Il merito quindi, può ergersi a fautore di giustizia sociale solo in una società ideale in cui non esistono differenze di classe o asimmetrie di ogni sorta, che se non impediscono, di certo rendono molto complicata la mobilità sociale.

Il sostegno all’innocenza dell’argomentazione semplicistica del merito non fa altro che mettere in luce, agli occhi di molti, che di innocente non c’è nulla, né nelle intenzioni, neppure negli scopi; bisognerebbe infatti, da una parte svelare l’arcano del retaggio neoliberista che rende fattori quali la dedizione, lo sforzo, il talento, tutti elementi di una grande funzione che è unicamente quella economicistica legata alla produttività; dall’altro è importante considerare l’illusione nel ritenere il merito una variante completamente svincolata da fattori esterni che finisce così per diventare specchietto per le allodole per coloro che finalmente incontrano il successo.

Il determinismo della meritocrazia mette in atto una spaventosa selezione che poco ha a che fare con le capacità ma molto con le possibilità di partenza di ognuno, aspetto cruciale che ai sostenitori del merito sembra sfuggire. Le critiche recenti non hanno a che fare con la demonizzazione totale del concetto di merito, che pure conserva una certa nobiltà nelle intenzioni (più nei sostenitori che nei fautori), piuttosto rappresentano contestazioni rispetto all’illusione che questo possa sconfiggere le disparità create da un sistema economico e sociale di competitività spietata.
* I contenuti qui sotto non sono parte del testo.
//! Sample workload: a batch of integer lists for the tracer to observe.

/// Allocate `rows` vectors, each holding `0..cols`.
///
/// Every row is one heap block of `cols * 8` bytes, attributed to the
/// `push` line below; the outer vector is one more block.
#[must_use]
pub fn allocate_lists(rows: usize, cols: usize) -> Vec<Vec<u64>> {
    let mut data = Vec::with_capacity(rows);
    for _ in 0..rows {
        data.push((0..cols as u64).collect::<Vec<u64>>());
    }
    data
}
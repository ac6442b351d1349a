//! Loading pipeline specifications from YAML

use super::schema::PipelineSpec;
use super::validate::validate_config;
use crate::error::{Error, Result};
use std::fs;
use std::path::Path;

/// Parse and validate a pipeline spec from YAML text
pub fn parse_config(yaml: &str) -> Result<PipelineSpec> {
    let spec: PipelineSpec = serde_yaml::from_str(yaml)
        .map_err(|e| Error::ConfigError(format!("Failed to parse YAML config: {}", e)))?;

    validate_config(&spec).map_err(|e| Error::ConfigError(format!("Invalid config: {}", e)))?;

    Ok(spec)
}

/// Load a pipeline spec from a YAML file
///
/// # Example
///
/// ```no_run
/// use cuantizar::config::{build_pipeline, load_config};
///
/// let spec = load_config("pipeline.yaml")?;
/// let pipeline = build_pipeline(&spec)?;
/// # Ok::<(), cuantizar::Error>(())
/// ```
pub fn load_config<P: AsRef<Path>>(config_path: P) -> Result<PipelineSpec> {
    let yaml_content = fs::read_to_string(config_path.as_ref()).map_err(|e| {
        Error::ConfigError(format!(
            "Failed to read config file {}: {}",
            config_path.as_ref().display(),
            e
        ))
    })?;

    let spec = parse_config(&yaml_content)?;
    tracing::debug!(
        path = %config_path.as_ref().display(),
        layers = spec.layers.len(),
        "config loaded"
    );
    Ok(spec)
}

#[cfg(test)]
mod tests {
    use super::*;
    use std::io::Write;
    use tempfile::NamedTempFile;

    #[test]
    fn test_load_valid_config() {
        let yaml = r#"
n_bits: 6
layers:
  - op: Relu
  - op: Sigmoid
    n_bits: 4
"#;

        let mut temp_file = NamedTempFile::new().unwrap();
        temp_file.write_all(yaml.as_bytes()).unwrap();

        let spec = load_config(temp_file.path()).unwrap();
        assert_eq!(spec.input_n_bits, 8);
        assert_eq!(spec.n_bits, 6);
        assert_eq!(spec.layers[1].effective_n_bits(spec.n_bits), 4);
    }

    #[test]
    fn test_load_invalid_config() {
        let yaml = "layers: []\n";

        let mut temp_file = NamedTempFile::new().unwrap();
        temp_file.write_all(yaml.as_bytes()).unwrap();

        let result = load_config(temp_file.path());
        assert!(matches!(result, Err(Error::ConfigError(_))));
    }

    #[test]
    fn test_load_malformed_yaml() {
        let yaml = "this is not valid yaml: [}";

        let mut temp_file = NamedTempFile::new().unwrap();
        temp_file.write_all(yaml.as_bytes()).unwrap();

        let result = load_config(temp_file.path());
        assert!(result.is_err());
    }

    #[test]
    fn test_load_missing_file() {
        let result = load_config("/nonexistent/pipeline.yaml");
        assert!(matches!(result, Err(Error::ConfigError(_))));
    }
}
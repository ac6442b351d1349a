//! Serialization format definitions

use serde::{Deserialize, Serialize};
use std::path::Path;

/// Supported state serialization formats
#[derive(Debug, Clone, Copy, PartialEq, Eq, Serialize, Deserialize)]
pub enum ModelFormat {
    /// JSON format (human-readable, compact when not pretty-printed)
    Json,

    /// YAML format (human-readable, good for inspection and diffs)
    Yaml,
}

impl ModelFormat {
    /// Get file extension for this format
    pub fn extension(&self) -> &str {
        match self {
            ModelFormat::Json => "json",
            ModelFormat::Yaml => "yaml",
        }
    }

    /// Detect format from file extension
    pub fn from_extension(ext: &str) -> Option<Self> {
        match ext.to_lowercase().as_str() {
            "json" => Some(ModelFormat::Json),
            "yaml" | "yml" => Some(ModelFormat::Yaml),
            _ => None,
        }
    }

    /// Detect format from a path's extension
    pub fn from_path(path: &Path) -> Option<Self> {
        path.extension()
            .and_then(|s| s.to_str())
            .and_then(Self::from_extension)
    }
}

/// Configuration for saving state
#[derive(Debug, Clone)]
pub struct SaveConfig {
    /// Serialization format
    pub format: ModelFormat,

    /// Whether to pretty-print JSON
    pub pretty: bool,
}

impl SaveConfig {
    /// Create new save config with format
    pub fn new(format: ModelFormat) -> Self {
        Self {
            format,
            pretty: true,
        }
    }

    /// Enable/disable pretty printing
    pub fn with_pretty(mut self, pretty: bool) -> Self {
        self.pretty = pretty;
        self
    }
}

impl Default for SaveConfig {
    fn default() -> Self {
        Self::new(ModelFormat::Json).with_pretty(true)
    }
}
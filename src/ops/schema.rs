//! Static per-operator schemas
//!
//! Each operator declares its ordered input slots (required ones first) and
//! its attributes with default values. Construction-time validation of
//! constant inputs and attributes is driven entirely by these tables.

use super::attrs::{AttrValue, Attrs};

/// One positional input slot
#[derive(Clone, Copy, Debug, PartialEq)]
pub struct InputSpec {
    pub name: &'static str,
    pub required: bool,
}

/// One attribute with its default value
#[derive(Clone, Copy, Debug, PartialEq)]
pub struct AttrSpec {
    pub name: &'static str,
    pub default: AttrValue,
}

pub const fn required(name: &'static str) -> InputSpec {
    InputSpec {
        name,
        required: true,
    }
}

pub const fn optional(name: &'static str) -> InputSpec {
    InputSpec {
        name,
        required: false,
    }
}

pub const fn attr(name: &'static str, default: AttrValue) -> AttrSpec {
    AttrSpec { name, default }
}

/// Input slots and attributes of one operator type
#[derive(Clone, Copy, Debug, PartialEq)]
pub struct OpSchema {
    pub inputs: &'static [InputSpec],
    pub attrs: &'static [AttrSpec],
}

impl OpSchema {
    /// Total number of input slots
    pub fn num_inputs(&self) -> usize {
        self.inputs.len()
    }

    /// Number of inputs without a default
    pub fn num_required(&self) -> usize {
        self.inputs.iter().filter(|i| i.required).count()
    }

    pub fn input_index(&self, name: &str) -> Option<usize> {
        self.inputs.iter().position(|i| i.name == name)
    }

    pub fn input_name(&self, index: usize) -> Option<&'static str> {
        self.inputs.get(index).map(|i| i.name)
    }

    pub fn attr(&self, name: &str) -> Option<&AttrSpec> {
        self.attrs.iter().find(|a| a.name == name)
    }

    /// Comma-separated input names, for error messages
    pub fn input_names(&self) -> String {
        self.inputs
            .iter()
            .map(|i| i.name)
            .collect::<Vec<_>>()
            .join(", ")
    }

    /// Comma-separated attribute names, for error messages
    pub fn attr_names(&self) -> String {
        let mut names: Vec<_> = self.attrs.iter().map(|a| a.name).collect();
        names.sort_unstable();
        names.join(", ")
    }

    pub fn default_attrs(&self) -> Attrs {
        self.attrs
            .iter()
            .map(|a| (a.name.to_string(), a.default))
            .collect()
    }

    /// Check the table is well formed
    pub fn validate(&self) -> Result<(), String> {
        if self.inputs.is_empty() {
            return Err("declares no inputs".to_string());
        }
        if self.num_required() == 0 {
            return Err("declares no required input".to_string());
        }
        if let Some(pos) = self.inputs.iter().position(|i| !i.required) {
            if self.inputs[pos..].iter().any(|i| i.required) {
                return Err("required inputs must precede optional ones".to_string());
            }
        }
        for (i, input) in self.inputs.iter().enumerate() {
            if self.inputs[..i].iter().any(|prev| prev.name == input.name) {
                return Err(format!("duplicate input '{}'", input.name));
            }
            if self.attr(input.name).is_some() {
                return Err(format!("'{}' is both an input and an attribute", input.name));
            }
        }
        for (i, a) in self.attrs.iter().enumerate() {
            if self.attrs[..i].iter().any(|prev| prev.name == a.name) {
                return Err(format!("duplicate attribute '{}'", a.name));
            }
        }
        Ok(())
    }
}

#[cfg(test)]
mod tests {
    use super::*;

    const GEMM_LIKE: OpSchema = OpSchema {
        inputs: &[required("a"), required("b"), optional("c")],
        attrs: &[attr("beta", AttrValue::Float(1.0)), attr("alpha", AttrValue::Float(1.0))],
    };

    #[test]
    fn test_counts_and_lookup() {
        assert_eq!(GEMM_LIKE.num_inputs(), 3);
        assert_eq!(GEMM_LIKE.num_required(), 2);
        assert_eq!(GEMM_LIKE.input_index("c"), Some(2));
        assert_eq!(GEMM_LIKE.input_index("z"), None);
        assert_eq!(GEMM_LIKE.input_name(1), Some("b"));
        assert_eq!(GEMM_LIKE.attr_names(), "alpha, beta");
        assert!(GEMM_LIKE.validate().is_ok());
    }

    #[test]
    fn test_default_attrs() {
        let attrs = GEMM_LIKE.default_attrs();
        assert_eq!(attrs.len(), 2);
        assert_eq!(attrs.get("alpha"), Some(&AttrValue::Float(1.0)));
    }

    const EMPTY: OpSchema = OpSchema {
        inputs: &[],
        attrs: &[],
    };
    const MISORDERED: OpSchema = OpSchema {
        inputs: &[optional("a"), required("b")],
        attrs: &[],
    };
    const DUPLICATED: OpSchema = OpSchema {
        inputs: &[required("x"), optional("x")],
        attrs: &[],
    };
    const NAME_CLASH: OpSchema = OpSchema {
        inputs: &[required("x")],
        attrs: &[attr("x", AttrValue::Int(0))],
    };

    #[test]
    fn test_validate_rejects_bad_tables() {
        assert!(EMPTY.validate().is_err());
        assert!(MISORDERED.validate().is_err());
        assert!(DUPLICATED.validate().is_err());
        assert!(NAME_CLASH.validate().is_err());
    }
}
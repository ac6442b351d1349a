//! Quantized operators
//!
//! Every operator type is described once in a static registry (input slots,
//! typed attribute defaults, float reference implementation). A
//! [`QuantizedOp`] instantiates one registry entry, binds constant inputs,
//! calibrates its output quantization on sample data and then runs on
//! [`QuantizedArray`](crate::QuantizedArray) inputs.

mod attrs;
mod gemm;
mod quantized_op;
pub mod reference;
mod registry;
mod schema;
mod state;


pub use attrs::{AttrValue, Attrs};
pub use gemm::{integer_matmul, GemmTerms};
pub use quantized_op::{CalibrationState, ConstantInput, InputRef, OpBuilder, QuantizedOp};
pub use reference::ReferenceImpl;
pub use registry::{is_registered, lookup, registered_ops, Execution, OpDescriptor};
pub use schema::{AttrSpec, InputSpec, OpSchema};
pub use state::{ConstantState, OpState};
Chi tra i molti intellettuali e politici oggi si erge in difesa di questo concetto, ripone vane speranze sul fatto che il merito sia l’antidoto alle disuguaglianze sociali, quando invece è il veleno che aiuta a perpetrarle, un prodotto impacchettato che sostiene le argomentazioni dei neoliberisti, concepite dalla scuola di Chicago, non di certo dai socialisti di inizio secolo scorso, come sappiamo.

Per ovviare alle accuse di vuota posizione ideologica sul merito, forniamo degli esempi pratici:

è una variabile indipendente dal fattore ricchezza il merito, per uno studente fuorisede che è costretto a sborsare per un alloggio ai limiti dell’accettabile, nella periferia di Milano, 700€ al mese? O una studentessa che decide di studiare nella capitale e che per questo si vede obbligata a far fronte a un carico di spese altrettanto esoso e a dir poco inaccettabile?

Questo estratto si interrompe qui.